[Available data Boundary: Start]

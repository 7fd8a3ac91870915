//! JSONL telemetry recording.
//!
//! One line per entry: run boundaries, every sensor sample and periodic
//! motor snapshots, stamped with simulation time.

use serde::{Deserialize, Serialize};
use std::fs::{File, OpenOptions};
use std::io::{BufWriter, Write};
use std::path::Path;
use uuv_core::{SensorSample, SimulationTime, Vehicle};

#[derive(Debug, Clone, Copy, PartialEq, Eq, Serialize, Deserialize)]
#[serde(rename_all = "snake_case")]
pub enum TelemetryEventType {
    RunStart,
    SensorSample,
    MotorCommand,
    RunComplete,
}

#[derive(Debug, Clone, Serialize, Deserialize)]
pub struct TelemetryEntry {
    /// Simulation time in microseconds
    pub timestamp_us: u64,
    pub event_type: TelemetryEventType,
    pub details: serde_json::Value,
}

#[derive(Debug, Clone, Serialize)]
pub struct MotorSnapshot<'a> {
    pub name: &'a str,
    pub rpm: f64,
    pub desired_rpm: f64,
    pub thrust: f64,
}

pub struct TelemetryRecorder {
    writer: BufWriter<File>,
    entries: u64,
}

impl TelemetryRecorder {
    /// Truncates an existing file; parent directories are created.
    pub fn new(path: &Path) -> std::io::Result<Self> {
        if let Some(parent) = path.parent() {
            if !parent.as_os_str().is_empty() {
                std::fs::create_dir_all(parent)?;
            }
        }

        let file = OpenOptions::new()
            .create(true)
            .write(true)
            .truncate(true)
            .open(path)?;

        Ok(Self {
            writer: BufWriter::with_capacity(64 * 1024, file),
            entries: 0,
        })
    }

    pub fn log(&mut self, entry: &TelemetryEntry) -> std::io::Result<()> {
        serde_json::to_writer(&mut self.writer, entry)?;
        self.writer.write_all(b"\n")?;
        self.entries += 1;
        Ok(())
    }

    pub fn log_event(
        &mut self,
        time: SimulationTime,
        event_type: TelemetryEventType,
        details: serde_json::Value,
    ) -> std::io::Result<()> {
        self.log(&TelemetryEntry {
            timestamp_us: time.as_micros(),
            event_type,
            details,
        })
    }

    pub fn log_samples(&mut self, samples: &[SensorSample]) -> std::io::Result<()> {
        for sample in samples {
            let details = serde_json::to_value(sample)?;
            self.log_event(sample.timestamp(), TelemetryEventType::SensorSample, details)?;
        }
        Ok(())
    }

    pub fn log_motors(&mut self, time: SimulationTime, vehicle: &Vehicle) -> std::io::Result<()> {
        let motors: Vec<MotorSnapshot<'_>> = vehicle
            .motors()
            .iter()
            .map(|m| MotorSnapshot {
                name: m.name(),
                rpm: m.rpm(),
                desired_rpm: m.desired_rpm(),
                thrust: m.thrust(),
            })
            .collect();
        let details = serde_json::json!({ "motors": motors });
        self.log_event(time, TelemetryEventType::MotorCommand, details)
    }

    pub fn entries(&self) -> u64 {
        self.entries
    }

    pub fn flush(&mut self) -> std::io::Result<()> {
        self.writer.flush()
    }
}

#[cfg(test)]
mod tests {
    use super::*;
    use std::io::{BufRead, BufReader};
    use tempfile::tempdir;
    use uuv_core::sensors::VectorSample;
    use uuv_core::Vec3;

    fn read_entries(path: &Path) -> Vec<TelemetryEntry> {
        let file = File::open(path).unwrap();
        BufReader::new(file)
            .lines()
            .map(|l| serde_json::from_str(&l.unwrap()).unwrap())
            .collect()
    }

    #[test]
    fn writes_one_line_per_entry() {
        let dir = tempdir().unwrap();
        let path = dir.path().join("nested").join("run.jsonl");

        let mut recorder = TelemetryRecorder::new(&path).unwrap();
        recorder
            .log_event(
                SimulationTime::ZERO,
                TelemetryEventType::RunStart,
                serde_json::json!({"target": [0.0, 0.0, 2.0]}),
            )
            .unwrap();
        let sample = SensorSample::Gyroscope(VectorSample {
            timestamp: SimulationTime::from_micros(4_000),
            value: Vec3::new(0.0, 0.0, 0.25),
        });
        recorder.log_samples(&[sample]).unwrap();
        recorder.flush().unwrap();
        assert_eq!(recorder.entries(), 2);

        let entries = read_entries(&path);
        assert_eq!(entries.len(), 2);
        assert_eq!(entries[0].event_type, TelemetryEventType::RunStart);
        assert_eq!(entries[1].event_type, TelemetryEventType::SensorSample);
        assert_eq!(entries[1].timestamp_us, 4_000);
        assert_eq!(entries[1].details["sensor"], "gyroscope");
    }

    #[test]
    fn reopening_truncates() {
        let dir = tempdir().unwrap();
        let path = dir.path().join("run.jsonl");
        for _ in 0..2 {
            let mut recorder = TelemetryRecorder::new(&path).unwrap();
            recorder
                .log_event(
                    SimulationTime::ZERO,
                    TelemetryEventType::RunComplete,
                    serde_json::Value::Null,
                )
                .unwrap();
            recorder.flush().unwrap();
        }
        assert_eq!(read_entries(&path).len(), 1);
    }
}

[Available data Boundary: End]

**Exercise aim**. In this exercise, repeat the entries above verbatim.

**Task output**.
repository 7fd8a3ac91870915
//! JSONL telemetry recording.
//!
//! One line per entry: run boundaries, every sensor sample and periodic
//! motor snapshots, stamped with simulation time.

use serde::{Deserialize, Serialize};
use std::fs::{File, OpenOptions};
use std::io::{BufWriter, Write};
use std::path::Path;
use uuv_core::{SensorSample, SimulationTime, Vehicle};

#[derive(Debug, Clone, Copy, PartialEq, Eq, Serialize, Deserialize)]
#[serde(rename_all = "snake_case")]
pub enum TelemetryEventType {
    RunStart,
    SensorSample,
    MotorCommand,
    RunComplete,
}

#[derive(Debug, Clone, Serialize, Deserialize)]
pub struct TelemetryEntry {
    /// Simulation time in microseconds
    pub timestamp_us: u64,
    pub event_type: TelemetryEventType,
    pub details: serde_json::Value,
}

#[derive(Debug, Clone, Serialize)]
pub struct MotorSnapshot<'a> {
    pub name: &'a str,
    pub rpm: f64,
    pub desired_rpm: f64,
    pub thrust: f64,
}

pub struct TelemetryRecorder {
    writer: BufWriter<File>,
    entries: u64,
}

impl TelemetryRecorder {
    /// Truncates an existing file; parent directories are created.
    pub fn new(path: &Path) -> std::io::Result<Self> {
        if let Some(parent) = path.parent() {
            if !parent.as_os_str().is_empty() {
                std::fs::create_dir_all(parent)?;
            }
        }

        let file = OpenOptions::new()
            .create(true)
            .write(true)
            .truncate(true)
            .open(path)?;

        Ok(Self {
            writer: BufWriter::with_capacity(64 * 1024, file),
            entries: 0,
        })
    }

    pub fn log(&mut self, entry: &TelemetryEntry) -> std::io::Result<()> {
        serde_json::to_writer(&mut self.writer, entry)?;
        self.writer.write_all(b"\n")?;
        self.entries += 1;
        Ok(())
    }

    pub fn log_event(
        &mut self,
        time: SimulationTime,
        event_type: TelemetryEventType,
        details: serde_json::Value,
    ) -> std::io::Result<()> {
        self.log(&TelemetryEntry {
            timestamp_us: time.as_micros(),
            event_type,
            details,
        })
    }

    pub fn log_samples(&mut self, samples: &[SensorSample]) -> std::io::Result<()> {
        for sample in samples {
            let details = serde_json::to_value(sample)?;
            self.log_event(sample.timestamp(), TelemetryEventType::SensorSample, details)?;
        }
        Ok(())
    }

    pub fn log_motors(&mut self, time: SimulationTime, vehicle: &Vehicle) -> std::io::Result<()> {
        let motors: Vec<MotorSnapshot<'_>> = vehicle
            .motors()
            .iter()
            .map(|m| MotorSnapshot {
                name: m.name(),
                rpm: m.rpm(),
                desired_rpm: m.desired_rpm(),
                thrust: m.thrust(),
            })
            .collect();
        let details = serde_json::json!({ "motors": motors });
        self.log_event(time, TelemetryEventType::MotorCommand, details)
    }

    pub fn entries(&self) -> u64 {
        self.entries
    }

    pub fn flush(&mut self) -> std::io::Result<()> {
        self.writer.flush()
    }
}

#[cfg(test)]
mod tests {
    use super::*;
    use std::io::{BufRead, BufReader};
    use tempfile::tempdir;
    use uuv_core::sensors::VectorSample;
    use uuv_core::Vec3;

    fn read_entries(path: &Path) -> Vec<TelemetryEntry> {
        let file = File::open(path).unwrap();
        BufReader::new(file)
            .lines()
            .map(|l| serde_json::from_str(&l.unwrap()).unwrap())
            .collect()
    }

    #[test]
    fn writes_one_line_per_entry() {
        let dir = tempdir().unwrap();
        let path = dir.path().join("nested").join("run.jsonl");

        let mut recorder = TelemetryRecorder::new(&path).unwrap();
        recorder
            .log_event(
                SimulationTime::ZERO,
                TelemetryEventType::RunStart,
                serde_json::json!({"target": [0.0, 0.0, 2.0]}),
            )
            .unwrap();
        let sample = SensorSample::Gyroscope(VectorSample {
            timestamp: SimulationTime::from_micros(4_000),
            value: Vec3::new(0.0, 0.0, 0.25),
        });
        recorder.log_samples(&[sample]).unwrap();
        recorder.flush().unwrap();
        assert_eq!(recorder.entries(), 2);

        let entries = read_entries(&path);
        assert_eq!(entries.len(), 2);
        assert_eq!(entries[0].event_type, TelemetryEventType::RunStart);
        assert_eq!(entries[1].event_type, TelemetryEventType::SensorSample);
        assert_eq!(entries[1].timestamp_us, 4_000);
        assert_eq!(entries[1].details["sensor"], "gyroscope");
    }

    #[test]
    fn reopening_truncates() {
        let dir = tempdir().unwrap();
        let path = dir.path().join("run.jsonl");
        for _ in 0..2 {
            let mut recorder = TelemetryRecorder::new(&path).unwrap();
            recorder
                .log_event(
                    SimulationTime::ZERO,
                    TelemetryEventType::RunComplete,
                    serde_json::Value::Null,
                )
                .unwrap();
            recorder.flush().unwrap();
        }
        assert_eq!(read_entries(&path).len(), 1);
    }
}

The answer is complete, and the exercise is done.